Oliver Jeffers's Lost and Found (Philomel, $15;99; ages 4-8) is funny, too, but in a more ambivalent way. Just look at the comically solemn expressions of the two main characters in the picture that goes with the riveting first sentence: "Once there was a boy who found a penguin at his door." In places it's even heartrending. "The penguin looked sad and the boy thought it must be lost." In fact, it's amazing how sad the penguin looks, considering he's just a swoosh of black, a daub of white shirtfront, an orange triangle for a beak and two yellow dots for eyes. (How can two dots be so expressive?) But there are also his absurdly amusing little feet and the comedy inherent in the boy's earnest plan to return the penguin to his home. At the South Pole. In a rowboat. With a suitcase, and an umbrella in case of rain. Of course the penguin doesn't want to go home, which only results in more sadness, more comedy and an ending so sweet it hurts.

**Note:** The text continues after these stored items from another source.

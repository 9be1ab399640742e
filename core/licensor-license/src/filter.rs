//! Dashboard search and status filter.

use chrono::{DateTime, Utc};
use licensor_types::{License, LicenseStatus};
use serde::{Deserialize, Serialize};
use std::str::FromStr;

/// Status tab of the license list.
#[derive(Debug, Clone, Copy, Default, PartialEq, Eq, Serialize, Deserialize)]
#[serde(rename_all = "lowercase")]
pub enum StatusFilter {
    #[default]
    All,
    /// Active and not expired.
    Active,
    /// Past `validUntil`, whatever the status.
    Expired,
    Suspended,
}

impl FromStr for StatusFilter {
    type Err = String;

    fn from_str(s: &str) -> Result<Self, Self::Err> {
        match s.trim().to_ascii_lowercase().as_str() {
            "all" => Ok(Self::All),
            "active" => Ok(Self::Active),
            "expired" => Ok(Self::Expired),
            "suspended" => Ok(Self::Suspended),
            other => Err(format!("unknown status filter: {other}")),
        }
    }
}

/// Free-text search plus status tab.
#[derive(Debug, Clone, Default, PartialEq, Eq)]
pub struct LicenseFilter {
    /// Matched case-insensitively against organization, key and domain.
    pub search: String,
    pub status: StatusFilter,
}

impl LicenseFilter {
    pub fn new(search: impl Into<String>, status: StatusFilter) -> Self {
        Self {
            search: search.into(),
            status,
        }
    }

    /// Returns true if the license should be listed.
    #[must_use]
    pub fn matches(&self, license: &License, now: DateTime<Utc>) -> bool {
        let needle = self.search.trim().to_lowercase();
        let hit = needle.is_empty()
            || [&license.organization, &license.key, &license.domain]
                .iter()
                .any(|field| field.to_lowercase().contains(&needle));
        if !hit {
            return false;
        }

        match self.status {
            StatusFilter::All => true,
            StatusFilter::Suspended => license.is_suspended(),
            StatusFilter::Expired => license.is_expired(now),
            StatusFilter::Active => {
                license.status != LicenseStatus::Suspended && !license.is_expired(now)
            }
        }
    }

    /// Keeps the matching licenses, preserving order.
    #[must_use]
    pub fn apply<'a>(&self, licenses: &'a [License], now: DateTime<Utc>) -> Vec<&'a License> {
        licenses.iter().filter(|l| self.matches(l, now)).collect()
    }
}
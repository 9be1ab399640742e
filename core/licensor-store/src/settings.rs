//! Key/value settings.

use crate::error::StoreResult;
use crate::LicenseStore;
use rusqlite::{params, OptionalExtension};

impl LicenseStore {
    /// Reads a setting.
    pub fn get_setting(&self, key: &str) -> StoreResult<Option<String>> {
        let conn = self.conn()?;
        let value: Option<Option<String>> = conn
            .query_row(
                r#"SELECT value FROM settings WHERE "key" = ?1"#,
                params![key],
                |row| row.get(0),
            )
            .optional()?;
        Ok(value.flatten())
    }

    /// Writes a setting, replacing any previous value.
    pub fn save_setting(&self, key: &str, value: &str) -> StoreResult<()> {
        let conn = self.conn()?;
        conn.execute(
            r#"INSERT OR REPLACE INTO settings ("key", value) VALUES (?1, ?2)"#,
            params![key, value],
        )?;
        Ok(())
    }
}
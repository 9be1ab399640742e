//! Remote backend access.

use crate::error::{SyncError, SyncResult};
use crate::protocol::{AdminAction, AdminEnvelope, Snapshot};
use async_trait::async_trait;
use reqwest::header::CONTENT_TYPE;
use reqwest::{Client, StatusCode};
use serde_json::Value;
use std::time::Duration;
use tracing::debug;

/// Default timeout for one admin call.
pub const DEFAULT_TIMEOUT: Duration = Duration::from_secs(15);

/// A remote store the sync engine reconciles with.
#[async_trait]
pub trait RemoteStore: Send + Sync {
    /// Fetches a full snapshot.
    async fn pull(&self) -> SyncResult<Snapshot>;

    /// Sends one mutating action.
    async fn push(&self, action: &AdminAction) -> SyncResult<()>;
}

/// The backend endpoint, reached over HTTP.
#[derive(Clone)]
pub struct HttpRemote {
    client: Client,
    api_url: String,
    secret: String,
}

impl std::fmt::Debug for HttpRemote {
    fn fmt(&self, f: &mut std::fmt::Formatter<'_>) -> std::fmt::Result {
        f.debug_struct("HttpRemote")
            .field("api_url", &self.api_url)
            .finish_non_exhaustive()
    }
}

impl HttpRemote {
    /// Creates a client for the endpoint at `api_url`.
    pub fn new(
        api_url: impl Into<String>,
        secret: impl Into<String>,
        timeout: Duration,
    ) -> SyncResult<Self> {
        let client = Client::builder()
            .timeout(timeout)
            .build()
            .map_err(|e| SyncError::Network(format!("failed to create HTTP client: {e}")))?;
        Ok(Self {
            client,
            api_url: api_url.into(),
            secret: secret.into(),
        })
    }

    /// Returns the endpoint URL.
    pub fn api_url(&self) -> &str {
        &self.api_url
    }

    /// Sends any admin action and returns the decoded `ok` reply.
    pub async fn call(&self, action: &AdminAction) -> SyncResult<Value> {
        let envelope = AdminEnvelope::new(self.secret.clone(), action.clone());
        debug!("POST {} action={}", self.api_url, action.name());

        let response = self
            .client
            .post(&self.api_url)
            .json(&envelope)
            .send()
            .await
            .map_err(|e| SyncError::Network(format!("{} failed: {e}", action.name())))?;

        let status = response.status();
        let is_json = response
            .headers()
            .get(CONTENT_TYPE)
            .and_then(|v| v.to_str().ok())
            .is_some_and(|v| v.contains("application/json"));
        let text = response
            .text()
            .await
            .map_err(|e| SyncError::Network(format!("failed to read reply: {e}")))?;

        if !is_json {
            let preview: String = text.chars().take(120).collect();
            return Err(SyncError::Protocol(format!(
                "expected JSON from {} (HTTP {}), got: {preview}",
                self.api_url,
                status.as_u16()
            )));
        }

        let body: Value = serde_json::from_str(&text)
            .map_err(|e| SyncError::Protocol(format!("invalid JSON reply: {e}")))?;
        let error = body.get("error").and_then(Value::as_str).map(str::to_string);

        if status == StatusCode::FORBIDDEN {
            return Err(SyncError::Auth(error.unwrap_or_else(|| "forbidden".to_string())));
        }
        if let Some(message) = error {
            return Err(SyncError::Remote {
                status: status.as_u16(),
                message,
            });
        }
        if !status.is_success() {
            return Err(SyncError::Remote {
                status: status.as_u16(),
                message: text,
            });
        }
        if body.get("status").and_then(Value::as_str) != Some("ok") {
            return Err(SyncError::Protocol(format!(
                "reply to {} lacks status \"ok\"",
                action.name()
            )));
        }
        Ok(body)
    }

    /// Reads a setting stored on the remote.
    pub async fn get_setting(&self, key: &str) -> SyncResult<Option<String>> {
        let reply = self
            .call(&AdminAction::GetSetting {
                key: key.to_string(),
            })
            .await?;
        Ok(reply.get("value").and_then(Value::as_str).map(str::to_string))
    }
}

#[async_trait]
impl RemoteStore for HttpRemote {
    async fn pull(&self) -> SyncResult<Snapshot> {
        let reply = self.call(&AdminAction::SyncAdmin).await?;
        let snapshot: Snapshot = serde_json::from_value(reply)?;
        debug!(
            licenses = snapshot.licenses.len(),
            requests = snapshot.requests.len(),
            logs = snapshot.logs.len(),
            "Pulled snapshot"
        );
        Ok(snapshot)
    }

    async fn push(&self, action: &AdminAction) -> SyncResult<()> {
        if !action.is_mutation() {
            return Err(SyncError::Protocol(format!(
                "{} is not a push action",
                action.name()
            )));
        }
        self.call(action).await.map(|_| ())
    }
}
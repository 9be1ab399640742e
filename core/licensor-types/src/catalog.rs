//! Licensable feature modules.

use serde::{Deserialize, Serialize};

/// One entry of the module catalog. License features are keyed by `id`.
#[derive(Debug, Clone, PartialEq, Eq, Serialize, Deserialize)]
#[serde(rename_all = "camelCase")]
pub struct ModuleDefinition {
    pub id: String,
    pub label: String,
    #[serde(default, deserialize_with = "crate::wire::null_as_default")]
    pub description: String,
    /// Name of the icon the dashboard renders for this module.
    #[serde(default, deserialize_with = "crate::wire::null_as_default")]
    pub icon_name: String,
}

impl ModuleDefinition {
    pub fn new(
        id: impl Into<String>,
        label: impl Into<String>,
        description: impl Into<String>,
        icon_name: impl Into<String>,
    ) -> Self {
        Self {
            id: id.into(),
            label: label.into(),
            description: description.into(),
            icon_name: icon_name.into(),
        }
    }
}

/// The catalog seeded into an empty store.
#[must_use]
pub fn default_catalog() -> Vec<ModuleDefinition> {
    vec![
        ModuleDefinition::new(
            "inventory",
            "Grundinventar",
            "Verwaltung von Geräten und Lagerorten",
            "Server",
        ),
        ModuleDefinition::new(
            "respiratory",
            "Atemschutz",
            "Atemschutzwerkstatt & Prüfungen",
            "Wind",
        ),
        ModuleDefinition::new("hoses", "Schlauchpflege", "Schlauchwäsche & Prüfung", "Droplet"),
        ModuleDefinition::new(
            "vehicles",
            "Fahrtenbuch",
            "Digitales Fahrtenbuch & Tanken",
            "Truck",
        ),
        ModuleDefinition::new("apiAccess", "API Zugriff", "Zugriff für externe Systeme", "Database"),
        ModuleDefinition::new(
            "personnel",
            "Personal",
            "Mannschaftsverwaltung & Lehrgänge",
            "Users",
        ),
    ]
}
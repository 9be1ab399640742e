//! Domain normalization.
//!
//! Every comparison between a requesting origin and a stored license or
//! request domain goes through [`normalize_domain`].

/// Placeholder returned for a missing origin.
pub const UNKNOWN_DOMAIN: &str = "unknown";

/// Reduces an origin, referer or bare host to its lowercase host name.
///
/// Strips a leading `http://` or `https://`, everything from the first `/`,
/// and a trailing `:port`. Blank input yields [`UNKNOWN_DOMAIN`].
///
/// ```
/// use licensor_types::normalize_domain;
///
/// assert_eq!(normalize_domain("https://FFW-Musterstadt.de:8443/app"), "ffw-musterstadt.de");
/// assert_eq!(normalize_domain(""), "unknown");
/// ```
#[must_use]
pub fn normalize_domain(url: &str) -> String {
    let lowered = url.trim().to_lowercase();
    if lowered.is_empty() {
        return UNKNOWN_DOMAIN.to_string();
    }

    let without_scheme = lowered
        .strip_prefix("https://")
        .or_else(|| lowered.strip_prefix("http://"))
        .unwrap_or(&lowered);

    let host_and_port = without_scheme.split('/').next().unwrap_or_default();
    host_and_port
        .split(':')
        .next()
        .unwrap_or_default()
        .to_string()
}

/// Returns true if a normalized domain may receive an automatic request.
#[must_use]
pub fn is_registrable_domain(domain: &str) -> bool {
    !domain.is_empty() && domain != UNKNOWN_DOMAIN
}
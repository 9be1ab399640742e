//! Sync between a local Licensor store and the backend endpoint.
//!
//! - [`protocol`]: the admin action wire format
//! - [`HttpRemote`]: reqwest client for the backend, behind [`RemoteStore`]
//! - [`SyncEngine`]: outbox replay followed by pull-merge
//! - [`SyncScheduler`]: the periodic background loop
//! - [`AdminConsole`]: local admin mutations pushed to the remote

mod console;
mod engine;
mod error;
pub mod protocol;
mod remote;
mod scheduler;

pub use console::{AdminConsole, LicenseUpdate, Mirrored};
pub use engine::{
    FlushReport, PushOutcome, SyncConfig, SyncEngine, SyncReport, DEFAULT_SYNC_INTERVAL,
};
pub use error::{SyncError, SyncResult};
pub use protocol::{AdminAction, AdminEnvelope, Snapshot};
pub use remote::{HttpRemote, RemoteStore, DEFAULT_TIMEOUT};
pub use scheduler::{SyncScheduler, SyncStatus};
mod common;

use common::{now, request};
use licensor_license::{
    approve_request, auto_request, default_features, default_valid_until, ContactDetails,
    LicenseDraft, LicenseError, RequestDraft, AUTO_REQUEST_CONTACT, AUTO_REQUEST_NOTE,
};
use licensor_types::{default_catalog, FeatureSet, LicenseStatus};
use pretty_assertions::assert_eq;

fn draft(domain: &str, valid_until: &str) -> LicenseDraft {
    LicenseDraft {
        contact: ContactDetails::new("FF Nordheim", "Max Brand", "max@nordheim.de").with_phone("  "),
        domain: domain.into(),
        valid_until: valid_until.into(),
        features: [("vehicles".to_string(), true)].into_iter().collect(),
        note: Some("Vertrag 2025".into()),
    }
}

#[test]
fn draft_builds_active_license() {
    let license = draft("HTTPS://Nordheim.de:443/portal", "2026-06-01")
        .build("FFW-1111-2222".into(), now())
        .unwrap();

    assert!(license.id.as_str().starts_with("lic_"));
    assert_eq!(license.domain, "nordheim.de");
    assert_eq!(license.key, "FFW-1111-2222");
    assert_eq!(license.status, LicenseStatus::Active);
    assert_eq!(license.phone_number, None);
    assert_eq!(license.created_at, now().to_rfc3339());
    assert!(license.has_feature("vehicles"));
}

#[test]
fn draft_requires_organization() {
    let mut d = draft("nordheim.de", "2026-06-01");
    d.contact.organization = " ".into();
    let err = d.build("FFW-1111-2222".into(), now()).unwrap_err();
    assert!(matches!(err, LicenseError::MissingField("organization")));
}

#[test]
fn draft_rejects_empty_domain() {
    let err = draft("", "2026-06-01").build("FFW-1111-2222".into(), now()).unwrap_err();
    assert!(matches!(err, LicenseError::InvalidDomain(_)));
}

#[test]
fn draft_rejects_past_or_garbage_dates() {
    for date in ["2025-06-01", "2024-12-31", "morgen", ""] {
        let err = draft("nordheim.de", date).build("FFW-1111-2222".into(), now()).unwrap_err();
        assert!(matches!(err, LicenseError::InvalidDate(_)), "{date}");
    }
}

#[test]
fn approval_takes_domain_and_note_from_request() {
    let req = request("req_7", "https://beispielheim.de/");
    let contact = ContactDetails::new("FF Beispielheim e.V.", "Erika Mustermann", "erika@beispielheim.de");
    let features: FeatureSet = [("respiratory".to_string(), true)].into_iter().collect();

    let license =
        approve_request(&req, contact, features, "2026-01-01", "FFW-ABCD-EFGH".into(), now())
            .unwrap();
    assert_eq!(license.domain, "beispielheim.de");
    assert_eq!(license.organization, "FF Beispielheim e.V.");
    assert_eq!(license.note, req.note);
    assert!(license.has_feature("respiratory"));
}

#[test]
fn request_draft_normalizes_domain() {
    let draft = RequestDraft {
        contact: ContactDetails::new("FF Süd", "Anna", "anna@sued.de"),
        requested_domain: "http://Sued.de/".into(),
        note: None,
        custom_message: Some("Wir melden uns.".into()),
    };
    let req = draft.build(now()).unwrap();
    assert!(req.id.as_str().starts_with("req_"));
    assert_eq!(req.requested_domain, "sued.de");
    assert_eq!(req.request_date, now().to_rfc3339());
}

#[test]
fn auto_request_fields() {
    let req = auto_request("ffw-neu.de", now());
    assert_eq!(req.contact_person, AUTO_REQUEST_CONTACT);
    assert_eq!(req.email, "admin@ffw-neu.de");
    assert_eq!(req.note.as_deref(), Some(AUTO_REQUEST_NOTE));
}

#[test]
fn defaults() {
    assert_eq!(default_valid_until(now()), "2026-06-01");

    let features = default_features(&default_catalog());
    assert_eq!(features.len(), 6);
    assert_eq!(features.get("inventory"), Some(&true));
    assert_eq!(features.values().filter(|on| **on).count(), 1);
}

#[test]
fn draft_deserializes_flat_camel_case() {
    let json = r#"{
        "organization": "FF Ost",
        "contactPerson": "Paul",
        "email": "paul@ost.de",
        "domain": "ost.de",
        "validUntil": "2026-01-01"
    }"#;
    let draft: LicenseDraft = serde_json::from_str(json).unwrap();
    assert_eq!(draft.contact.contact_person, "Paul");
    assert!(draft.features.is_empty());
}
fn admin_console(backend: &Backend) -> Result<AdminConsole> {
    let store = open_store(&backend.db)?;
    let config = SyncConfig {
        api_url: backend.api_url.clone(),
        secret: backend.secret.clone(),
        timeout: Duration::from_secs(backend.timeout.max(1)),
        ..SyncConfig::default()
    };
    AdminConsole::from_config(store, &config).context("Failed to set up the backend connection")
}

/// Feature set for a comma-separated module list; `None` picks the defaults.
fn feature_set(catalog: &[ModuleDefinition], enabled: Option<&str>) -> FeatureSet {
    let Some(enabled) = enabled else {
        return default_features(catalog);
    };
    let mut features: FeatureSet = catalog.iter().map(|m| (m.id.clone(), false)).collect();
    for module in enabled.split(',').map(str::trim).filter(|m| !m.is_empty()) {
        features.insert(module.to_string(), true);
    }
    features
}

fn report_queue(console: &AdminConsole) -> Result<()> {
    let queued = console.store().pending_pushes()?.len();
    if queued > 0 {
        warn!("{} change(s) queued until the backend is reachable", queued);
    } else if !console.is_mirrored() {
        info!("No backend configured, the change is local only");
    }
    Ok(())
}

fn print_license(license: &License) -> Result<()> {
    println!("{}", serde_json::to_string_pretty(license)?);
    Ok(())
}

async fn license(backend: Backend, action: LicenseAction) -> Result<()> {
    let console = admin_console(&backend)?;
    match action {
        LicenseAction::Create {
            contact,
            domain,
            valid_until,
            features,
            note,
        } => {
            let Some(organization) = contact.organization else {
                bail!("--organization is required");
            };
            let mut details = ContactDetails::new(
                organization,
                contact.contact_person.unwrap_or_default(),
                contact.email.unwrap_or_default(),
            );
            if let Some(phone) = contact.phone {
                details = details.with_phone(phone);
            }
            let catalog = console.store().list_modules()?;
            let draft = LicenseDraft {
                contact: details,
                domain,
                valid_until: valid_until.unwrap_or_else(|| default_valid_until(Utc::now())),
                features: feature_set(&catalog, features.as_deref()),
                note,
            };
            print_license(&console.create_license(draft).await?)?;
        }
        LicenseAction::Revoke { id } => {
            let id = LicenseId::parse(&id)?;
            print_license(&console.revoke(&id).await?)?;
        }
        LicenseAction::Delete { id } => {
            let id = LicenseId::parse(&id)?;
            if !console.delete_license(&id).await? {
                bail!("License {id} does not exist");
            }
            info!("Deleted license {}", id);
        }
        LicenseAction::Features { id, enable } => {
            let id = LicenseId::parse(&id)?;
            let catalog = console.store().list_modules()?;
            let features = feature_set(&catalog, Some(&enable));
            print_license(&console.update_features(&id, features).await?)?;
        }
    }
    report_queue(&console)
}
//! Identifier types for stored records.
//!
//! Identifiers are opaque strings. Locally generated ids carry a record
//! prefix followed by a UUID v7, so they sort by creation time. Ids coming
//! from a remote store (e.g. `lic_1`) are kept verbatim.

use crate::Error;
use serde::{Deserialize, Serialize};
use std::fmt;
use std::str::FromStr;
use uuid::Uuid;

macro_rules! prefixed_id {
    ($(#[$meta:meta])* $name:ident, $prefix:literal) => {
        $(#[$meta])*
        #[derive(Debug, Clone, PartialEq, Eq, Hash, PartialOrd, Ord, Serialize, Deserialize)]
        #[serde(transparent)]
        pub struct $name(String);

        impl $name {
            /// Prefix used for locally generated ids.
            pub const PREFIX: &'static str = $prefix;

            /// Generates a fresh, time-ordered id.
            #[must_use]
            pub fn new() -> Self {
                Self(format!("{}_{}", $prefix, Uuid::now_v7().simple()))
            }

            /// Parses an id, rejecting blank strings.
            pub fn parse(s: &str) -> Result<Self, Error> {
                let trimmed = s.trim();
                if trimmed.is_empty() {
                    return Err(Error::InvalidId(s.to_string()));
                }
                Ok(Self(trimmed.to_string()))
            }

            /// Returns the id as a string slice.
            #[must_use]
            pub fn as_str(&self) -> &str {
                &self.0
            }

            /// Consumes the id and returns the inner string.
            #[must_use]
            pub fn into_inner(self) -> String {
                self.0
            }
        }

        impl Default for $name {
            fn default() -> Self {
                Self::new()
            }
        }

        impl fmt::Display for $name {
            fn fmt(&self, f: &mut fmt::Formatter<'_>) -> fmt::Result {
                f.write_str(&self.0)
            }
        }

        impl FromStr for $name {
            type Err = Error;

            fn from_str(s: &str) -> Result<Self, Self::Err> {
                Self::parse(s)
            }
        }

        impl From<String> for $name {
            fn from(s: String) -> Self {
                Self(s)
            }
        }

        impl AsRef<str> for $name {
            fn as_ref(&self) -> &str {
                &self.0
            }
        }
    };
}

prefixed_id!(
    /// Identifier of a [`License`](crate::License).
    LicenseId,
    "lic"
);

prefixed_id!(
    /// Identifier of a [`LicenseRequest`](crate::LicenseRequest).
    RequestId,
    "req"
);

prefixed_id!(
    /// Identifier of an [`ApiLogEntry`](crate::ApiLogEntry).
    LogId,
    "log"
);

Fly, Little Bird , a not-quite-wordless picture book by new author Tina Burke (Kane/Miller, $14.95; ages 3-6) is similarly affecting, perhaps because it also stars a child and a homeless creature. A little girl, out picking flowers with her dog, finds a lost baby bird (parrot? macaw? anyway, it's green and yellow and has a comical red beak). "Fly, little bird," she tells it -- but oops. Not ready for that yet. So she pops the orphan in her basket and totes it home, where for a few idyllic weeks it joins her and the dog in their daily rounds: It gets fed, it gets read to, it gets to sleep in a box, it stays up late in a blanket tent, it records a song, it has its portrait painted. When, one day, it does fly away, that portrait comes in handy. What's so funny? Simple: the bird's blissed-out expressions.

The same pairing -- small girl, visiting bird -- gets equally witty treatment in Irene Haas's Bess and Bella (McElderry, $14.95; ages 3-7), with a text as gravely funny as the pictures. One cold winter afternoon, Bess and her doll are having a tea party with melted snow and cookie crumbs, but it's not going well. Things are as dull as the sky is gray, in fact. But then, falump! Something tumbles from the clouds. "It was a little bird fluffing itself, trying to stand up. Tiny suitcases were scattered everywhere." Bella has arrived, and she's not just a bird. She's a born entertainer.

Finally, there's Joyce Carol Thomas's adaptation of Zora Neale Hurston's The Six Fools (HarperCollins, $15.99; ages 6-10), one of many Gulf state folktales Hurston collected in the 1930s. A young man is so alarmed by the silliness of his fiancée and her parents that he can't take it anymore. "I'm going traveling for a year," he says, "and if I find three fools as big as you, I'll come back and we'll get married." He does, and they do. Ann Tanksley's '30s-style paintings reflect the storyteller's obvious glee at the sheer range of human folly.